The short answer is: You should expect your accountant to go well beyond “doing your taxes.”

That means, for example, developing relationships with other professionals on your financial team—tax attorney, financial planner, etc. That relationship building positions your accountant to quarterback and coordinate those disciplines not just at tax time, but throughout the year.

Quarterbacking this interdisciplinary effort also equips your accountant to provide something else you should expect: planning based on educated projections, so there are no surprises when the tax deadline rolls around in mid-April.

For accountants who basically act as tax preparers, tax time runs from January 2 to April 15. But for tax accountants who provide the level of service just described, “tax time” is basically all the time. They do their quarterbacking of your tax team not three and a half months a year but every month of the year. For example, I worked with clients all this past summer and through the fall on their 2017 taxes.

But how, you might ask, can an accountant start working on a client’s taxes, or ask his or her team of professionals to do so, before the client finishes the work year, and/or the client’s business posts its earnings?

For starters, that accountant must know the client’s situation, both familial and financial. Most businesses and careers start the year on a high note, with optimistic projections for sales and income. But as the year progresses, things happen and unforeseen occurrences arise, both good and bad. Tax strategies should reflect and incorporate changes in performance and projections, not at the end of the year, but throughout the year.

This means that up-to-date information is essential, about a client’s current and future plans for his or her business or career, even an impending marriage. In this way, an accountant can do relevant planning and make intelligent projections to ensure a client benefits from every tax advantage possible.

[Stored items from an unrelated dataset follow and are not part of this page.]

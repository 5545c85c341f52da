// SPDX-License-Identifier: Apache-2.0
// Copyright (C) 2025 Michael Dippery <michael@monkey-robot.com>

//! HTTPS connector for the Reddit API.
//!
//! Service structures in this module provide a low-level way to interact
//! with the Reddit API over HTTPS, essentially a specialized HTTPS client
//! specifically for Reddit. They know where resources live and how to get
//! their raw bodies, but nothing about what the bodies mean.

use crate::http::{HTTPClientFactory, HTTPError, HTTPResult};
use crate::reddit::thing::Cursor;
use log::debug;
use reqwest::{Client, header};

/// A resource that can be retrieved from the Reddit API.
#[derive(Clone, Debug, PartialEq, Eq, Hash)]
pub enum Resource {
    /// One page of a subreddit's top posts.
    Listing {
        /// Subreddit name, without the `r/` prefix.
        subreddit: String,
        /// Number of posts to request.
        limit: usize,
        /// Where the page starts.
        cursor: Cursor,
    },

    /// Comments for a single post.
    Comments {
        /// The post's identifier, without the `t3_` prefix.
        post_id: String,
        /// Number of items to request.
        limit: usize,
    },
}

impl Resource {
    /// Path and query string for the resource, relative to the API host.
    ///
    /// # Examples
    ///
    /// ```
    /// use redditstream::reddit::service::Resource;
    /// let resource = Resource::Comments { post_id: "abc".into(), limit: 30 };
    /// assert_eq!(resource.path(), "/r/all/comments/abc/top.json?sr_detail=false&limit=30");
    /// ```
    pub fn path(&self) -> String {
        match self {
            Resource::Listing {
                subreddit,
                limit,
                cursor,
            } => {
                let after = cursor.after().unwrap_or_default();
                let before = cursor.before().unwrap_or_default();
                format!("/r/{subreddit}/top.json?limit={limit}&after={after}&before={before}")
            }
            Resource::Comments { post_id, limit } => {
                format!("/r/all/comments/{post_id}/top.json?sr_detail=false&limit={limit}")
            }
        }
    }
}

/// A service for retrieving resources from Reddit.
///
/// Using this trait, clients can implement different ways of connecting
/// to the Reddit API, such as an actual connector for production code,
/// and a scripted connector for testing purposes.
///
/// Services are shared by every concurrent fetch in a pipeline, so they
/// must be safe to use from many tasks at once.
pub trait Service: Send + Sync {
    /// Performs a GET request for the `resource` and returns the raw body.
    ///
    /// Unsuccessful HTTP statuses, including rate limiting, are returned
    /// as [`HTTPError::Http`].
    fn get_resource(
        &self,
        resource: &Resource,
    ) -> impl Future<Output = HTTPResult<String>> + Send;
}

/// A service that contacts the Reddit API directly to retrieve information.
#[derive(Debug)]
pub struct RedditService {
    client: Client,
    base_url: String,
}

impl RedditService {
    /// Where the Reddit API lives.
    pub const BASE_URL: &'static str = "https://www.reddit.com";

    /// Creates a new Reddit service using clients from the given factory.
    pub fn new(factory: &HTTPClientFactory) -> Self {
        Self::with_base_url(factory, Self::BASE_URL)
    }

    /// Creates a new service that sends requests to `base_url` instead of
    /// the real Reddit API.
    pub fn with_base_url(factory: &HTTPClientFactory, base_url: impl Into<String>) -> Self {
        let base_url = base_url.into().trim_end_matches('/').to_string();
        let client = factory.create();
        Self { client, base_url }
    }

    fn uri(&self, resource: &Resource) -> String {
        format!("{}{}", self.base_url, resource.path())
    }
}

impl Default for RedditService {
    /// Creates a new Reddit service.
    fn default() -> Self {
        Self::new(&HTTPClientFactory::default())
    }
}

impl Service for RedditService {
    async fn get_resource(&self, resource: &Resource) -> HTTPResult<String> {
        let uri = self.uri(resource);
        debug!("GET {uri}");

        let resp = self
            .client
            .get(&uri)
            .header(header::ACCEPT, "application/json")
            .send()
            .await
            .map_err(HTTPError::Request)?;

        if !resp.status().is_success() {
            Err(HTTPError::Http(resp.status()))
        } else {
            let content_type = resp
                .headers()
                .get(header::CONTENT_TYPE)
                .ok_or(HTTPError::MissingContentType)?
                .to_str()?;
            if !content_type.starts_with("application/json") {
                Err(HTTPError::UnexpectedContentType(content_type.to_string()))
            } else {
                resp.text().await.map_err(HTTPError::Body)
            }
        }
    }
}
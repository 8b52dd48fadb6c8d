//! Logging system for Podium
//!
//! Provides file-based logging with retention, real-time log buffering for TUI display,
//! and utilities for log management.

mod buffer;
mod file_writer;
mod retention;

pub use buffer::{LogBuffer, LogEntry, LogLevel};
pub use file_writer::{init_file_logging, LogFileInfo};
pub use retention::LogRetention;
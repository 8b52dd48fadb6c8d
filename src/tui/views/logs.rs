//! Log viewer view
//!
//! Displays log entries with scrolling and colored levels.

use std::sync::Arc;

use ratatui::prelude::*;
use ratatui::widgets::{
    Block, Borders, List, ListItem, Paragraph, Scrollbar, ScrollbarOrientation, ScrollbarState,
};

use crate::logging::{LogBuffer, LogFileInfo, LogLevel};
use crate::timer::TimerState;
use crate::tui::header::Header;
use crate::tui::header_notifications::HeaderNotificationManager;
use crate::tui::layout::ScreenLayout;
use crate::tui::views::Breadcrumb;

/// Render the log viewer showing all log entries
pub fn render_log_viewer(
    frame: &mut Frame,
    area: Rect,
    log_buffer: &Arc<LogBuffer>,
    log_file_info: &LogFileInfo,
    scroll_offset: usize,
    auto_scroll: bool,
    timer: &TimerState,
    header_notifications: &HeaderNotificationManager,
) {
    let entries = log_buffer.all_entries();
    let entry_count = entries.len();

    // Build header
    let auto_scroll_status = if auto_scroll { " [auto-scroll]" } else { "" };
    let breadcrumb = Breadcrumb::new().push("Logs");
    let suffix = format!(
        "- {} ({} entries{})",
        log_file_info.path.display(),
        entry_count,
        auto_scroll_status
    );

    let header = Header::new(breadcrumb)
        .with_suffix(suffix)
        .with_timer(Some(timer))
        .with_notifications(Some(header_notifications));

    // Create layout with header and footer
    let areas = ScreenLayout::new(area, header).render(frame);

    // Calculate visible area height (minus borders)
    let visible_height = areas.content.height.saturating_sub(2) as usize;

    // If auto-scroll is enabled, calculate scroll to show latest entries
    let effective_scroll = if auto_scroll && entry_count > visible_height {
        entry_count.saturating_sub(visible_height)
    } else {
        scroll_offset.min(entry_count.saturating_sub(visible_height.max(1)))
    };

    // Log entries list
    if entries.is_empty() {
        let empty = Paragraph::new("No log entries yet.")
            .style(Style::default().fg(Color::DarkGray))
            .block(Block::default().borders(Borders::ALL).title("Logs"));
        frame.render_widget(empty, areas.content);
    } else {
        // Get visible entries based on scroll position
        let visible_entries: Vec<_> = entries
            .iter()
            .skip(effective_scroll)
            .take(visible_height)
            .collect();

        let items: Vec<ListItem> = visible_entries
            .iter()
            .map(|entry| {
                // Format timestamp
                let time = entry.timestamp.format("%H:%M:%S%.3f");

                // Get level color
                let level_color = match entry.level {
                    LogLevel::Trace => Color::DarkGray,
                    LogLevel::Debug => Color::Gray,
                    LogLevel::Info => Color::Blue,
                    LogLevel::Warn => Color::Yellow,
                    LogLevel::Error => Color::Red,
                };

                // Build the line with colored level
                let content = Line::from(vec![
                    Span::styled(format!("{} ", time), Style::default().fg(Color::DarkGray)),
                    Span::styled(
                        format!("{:5} ", entry.level.as_str()),
                        Style::default().fg(level_color).bold(),
                    ),
                    Span::styled(
                        format!("{}: ", entry.target),
                        Style::default().fg(Color::Cyan),
                    ),
                    Span::raw(&entry.message),
                ]);

                ListItem::new(content)
            })
            .collect();

        let title = format!(
            "Logs [{}-{} of {}]",
            effective_scroll + 1,
            (effective_scroll + visible_entries.len()).min(entry_count),
            entry_count
        );

        let list = List::new(items).block(Block::default().borders(Borders::ALL).title(title));
        frame.render_widget(list, areas.content);

        // Scrollbar
        if entry_count > visible_height {
            let scrollbar = Scrollbar::new(ScrollbarOrientation::VerticalRight)
                .begin_symbol(Some("↑"))
                .end_symbol(Some("↓"));

            let mut scrollbar_state = ScrollbarState::new(entry_count)
                .position(effective_scroll)
                .viewport_content_length(visible_height);

            // Render scrollbar in the content area (inside the right border)
            let scrollbar_area = Rect {
                x: areas.content.x + areas.content.width - 1,
                y: areas.content.y + 1,
                width: 1,
                height: areas.content.height.saturating_sub(2),
            };
            frame.render_stateful_widget(scrollbar, scrollbar_area, &mut scrollbar_state);
        }
    }

    // Footer with navigation help
    let footer = Paragraph::new(
        "↑/k ↓/j: scroll | g: top | G: bottom (auto) | PgUp/PgDn: page | Esc/q: back",
    )
    .style(Style::default().fg(Color::DarkGray))
    .block(Block::default().borders(Borders::TOP));
    frame.render_widget(footer, areas.footer);
}
//! File-based logging with tracing integration
//!
//! Sets up file logging with timestamped filenames and tees every line into
//! the LogBuffer so the Logs view can show it live. Both the control process
//! and the display client initialize this, each writing its own file.

use std::fs::{self, File, OpenOptions};
use std::io::Write;
use std::path::{Path, PathBuf};
use std::sync::Arc;

use anyhow::{Context, Result};
use chrono::{Local, NaiveDateTime, Utc};
use tracing_subscriber::fmt::MakeWriter;
use tracing_subscriber::layer::SubscriberExt;
use tracing_subscriber::util::SubscriberInitExt;

use super::buffer::{LogBuffer, LogEntry, LogLevel};

/// Name parts every log file shares; the retention sweep keys off these
pub(crate) const LOG_FILE_PREFIX: &str = "podium-";
pub(crate) const LOG_FILE_SUFFIX: &str = ".log";
pub(crate) const LOG_FILE_STAMP_FORMAT: &str = "%Y-%m-%d_%H-%M-%S";

/// Information about the current log file
#[derive(Debug, Clone)]
pub struct LogFileInfo {
    /// Full path to the log file
    pub path: PathBuf,
}

/// Generate a timestamped log file path
pub fn create_log_file_path(logs_dir: &Path) -> PathBuf {
    let timestamp = Local::now().format(LOG_FILE_STAMP_FORMAT);
    logs_dir.join(format!("{LOG_FILE_PREFIX}{timestamp}{LOG_FILE_SUFFIX}"))
}

/// Recover the creation time embedded in a log file name
///
/// `None` for names this module did not generate.
pub(crate) fn parse_log_file_stamp(name: &str) -> Option<NaiveDateTime> {
    let stamp = name
        .strip_prefix(LOG_FILE_PREFIX)?
        .strip_suffix(LOG_FILE_SUFFIX)?;
    NaiveDateTime::parse_from_str(stamp, LOG_FILE_STAMP_FORMAT).ok()
}

/// A writer that writes to both a file and the LogBuffer
struct DualWriter {
    file: Arc<std::sync::Mutex<File>>,
    buffer: Arc<LogBuffer>,
}

impl Write for DualWriter {
    fn write(&mut self, buf: &[u8]) -> std::io::Result<usize> {
        if let Ok(mut file) = self.file.lock() {
            let _ = file.write_all(buf);
            let _ = file.flush();
        }

        if let Ok(line) = std::str::from_utf8(buf) {
            let line = line.trim();
            if !line.is_empty() {
                if let Some(entry) = parse_log_line(line) {
                    self.buffer.push(entry);
                }
            }
        }

        Ok(buf.len())
    }

    fn flush(&mut self) -> std::io::Result<()> {
        if let Ok(mut file) = self.file.lock() {
            file.flush()
        } else {
            Ok(())
        }
    }
}

/// Parse a formatted log line back into a LogEntry
///
/// The fmt layer emits "2026-01-21T14:30:45.123456Z LEVEL target: message".
fn parse_log_line(line: &str) -> Option<LogEntry> {
    let line = line.trim();
    if line.is_empty() {
        return None;
    }

    let level = if line.contains(" TRACE ") {
        LogLevel::Trace
    } else if line.contains(" DEBUG ") {
        LogLevel::Debug
    } else if line.contains(" INFO ") {
        LogLevel::Info
    } else if line.contains(" WARN ") {
        LogLevel::Warn
    } else if line.contains(" ERROR ") {
        LogLevel::Error
    } else {
        LogLevel::Info
    };

    let level_str = format!(" {} ", level.as_str());
    let message = if let Some(pos) = line.find(&level_str) {
        line[pos + level_str.len()..].trim().to_string()
    } else {
        line.to_string()
    };

    // Split a leading "target: " when it looks like a module path
    let (target, final_message) = if let Some(colon_pos) = message.find(": ") {
        let potential_target = &message[..colon_pos];
        if potential_target.contains("::") || !potential_target.contains(' ') {
            (
                potential_target.to_string(),
                message[colon_pos + 2..].to_string(),
            )
        } else {
            ("podium".to_string(), message)
        }
    } else {
        ("podium".to_string(), message)
    };

    Some(LogEntry {
        timestamp: Utc::now(),
        level,
        target,
        message: final_message,
    })
}

/// Writer factory for tracing-subscriber
struct DualWriterMaker {
    file: Arc<std::sync::Mutex<File>>,
    buffer: Arc<LogBuffer>,
}

impl<'a> MakeWriter<'a> for DualWriterMaker {
    type Writer = DualWriter;

    fn make_writer(&'a self) -> Self::Writer {
        DualWriter {
            file: Arc::clone(&self.file),
            buffer: Arc::clone(&self.buffer),
        }
    }
}

/// Guard that keeps the logging system alive
pub struct LoggingGuard {
    _file: Arc<std::sync::Mutex<File>>,
}

/// Initialize file logging with buffer integration
///
/// Returns the log file info and a guard that must be kept alive for the
/// duration of logging.
pub fn init_file_logging(
    logs_dir: PathBuf,
    buffer: Arc<LogBuffer>,
) -> Result<(LogFileInfo, LoggingGuard)> {
    fs::create_dir_all(&logs_dir).context("Failed to create logs directory")?;

    let log_path = create_log_file_path(&logs_dir);
    let file = OpenOptions::new()
        .create(true)
        .append(true)
        .open(&log_path)
        .context("Failed to open log file")?;

    let file = Arc::new(std::sync::Mutex::new(file));

    let writer = DualWriterMaker {
        file: Arc::clone(&file),
        buffer,
    };

    let file_layer = tracing_subscriber::fmt::layer()
        .with_writer(writer)
        .with_ansi(false)
        .with_target(true);

    let env_filter = tracing_subscriber::EnvFilter::try_from_default_env()
        .unwrap_or_else(|_| "podium=info".into());

    tracing_subscriber::registry()
        .with(env_filter)
        .with(file_layer)
        .init();

    let info = LogFileInfo {
        path: log_path.clone(),
    };

    let guard = LoggingGuard { _file: file };

    Ok((info, guard))
}
//! View rendering modules
//!
//! Each view in the application has its own module for rendering logic.

mod control;
mod display;
mod logs;

pub use control::{render_control_panel, render_logo_path_dialog, render_quit_confirm_dialog};
pub use display::render_display;
pub use logs::render_log_viewer;

/// Format the start/pause hint for the footer based on the running state.
pub fn format_toggle_hint(is_running: bool) -> &'static str {
    if is_running {
        "Space: pause"
    } else {
        "Space: start"
    }
}

/// Breadcrumb navigation path segments
pub struct Breadcrumb {
    segments: Vec<String>,
}

impl Breadcrumb {
    /// Create a new breadcrumb with the root "Podium" segment
    pub fn new() -> Self {
        Self {
            segments: vec!["Podium".to_string()],
        }
    }

    /// Add a segment to the breadcrumb path
    pub fn push(mut self, segment: impl Into<String>) -> Self {
        self.segments.push(segment.into());
        self
    }

    /// Format the breadcrumb as a display string with " > " separators
    pub fn display(&self) -> String {
        self.segments.join(" > ")
    }

    /// Format the breadcrumb with an optional suffix (e.g., status info)
    pub fn display_with_suffix(&self, suffix: &str) -> String {
        if suffix.is_empty() {
            self.display()
        } else {
            format!("{} {}", self.display(), suffix)
        }
    }
}

impl Default for Breadcrumb {
    fn default() -> Self {
        Self::new()
    }
}
//! Podium - Presentation countdown timer with a projected display window
//!
//! This library provides the core functionality for the Podium application.

pub mod app;
pub mod branding;
pub mod config;
pub mod input;
pub mod logging;
pub mod path_complete;
pub mod presentation;
pub mod surface;
pub mod timer;
pub mod tui;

There is another benefit for clients whose accountants make planning and projections a priority: It is a two-way street. When based on solid information garnered from all members of a client’s team of professionals, projections can inform and even give direction to how the client can, and perhaps should, conduct business for the balance of the year.

As we often say, our clients’ tax returns are the byproduct of everything else we do.

So if tax time is all the time, you should expect from your accountant requests for updates throughout the year, not only on what makes you money, but what makes you happy, like your family, your giving and your collectibles.

Having this information from you, the client, as well as information regularly garnered from all members of your tax team will not only equip your CPA to match your life with every possible tax advantage, it will stop tax time from being crunch time.

One additional expectation for your CPA: In addition to regular contact with your professional advisors, at least once a year, your CPA should arrange a meeting of all members of your team, either in person or by phone. The sole purpose of this meeting: making absolutely certain all these disciplines are serving your best interests.

One of the sacrosanct rules of business is: No surprises. Of course, life always offers up its share of surprises. But when it comes to taxes, if your accountant does quarterback your team of professionals, and does take the time to understand the full scope of your situation and does make plans and projections, this action keeps the surprises to a minimum. Not to mention, it keeps more of your money where it belongs—in your pocket.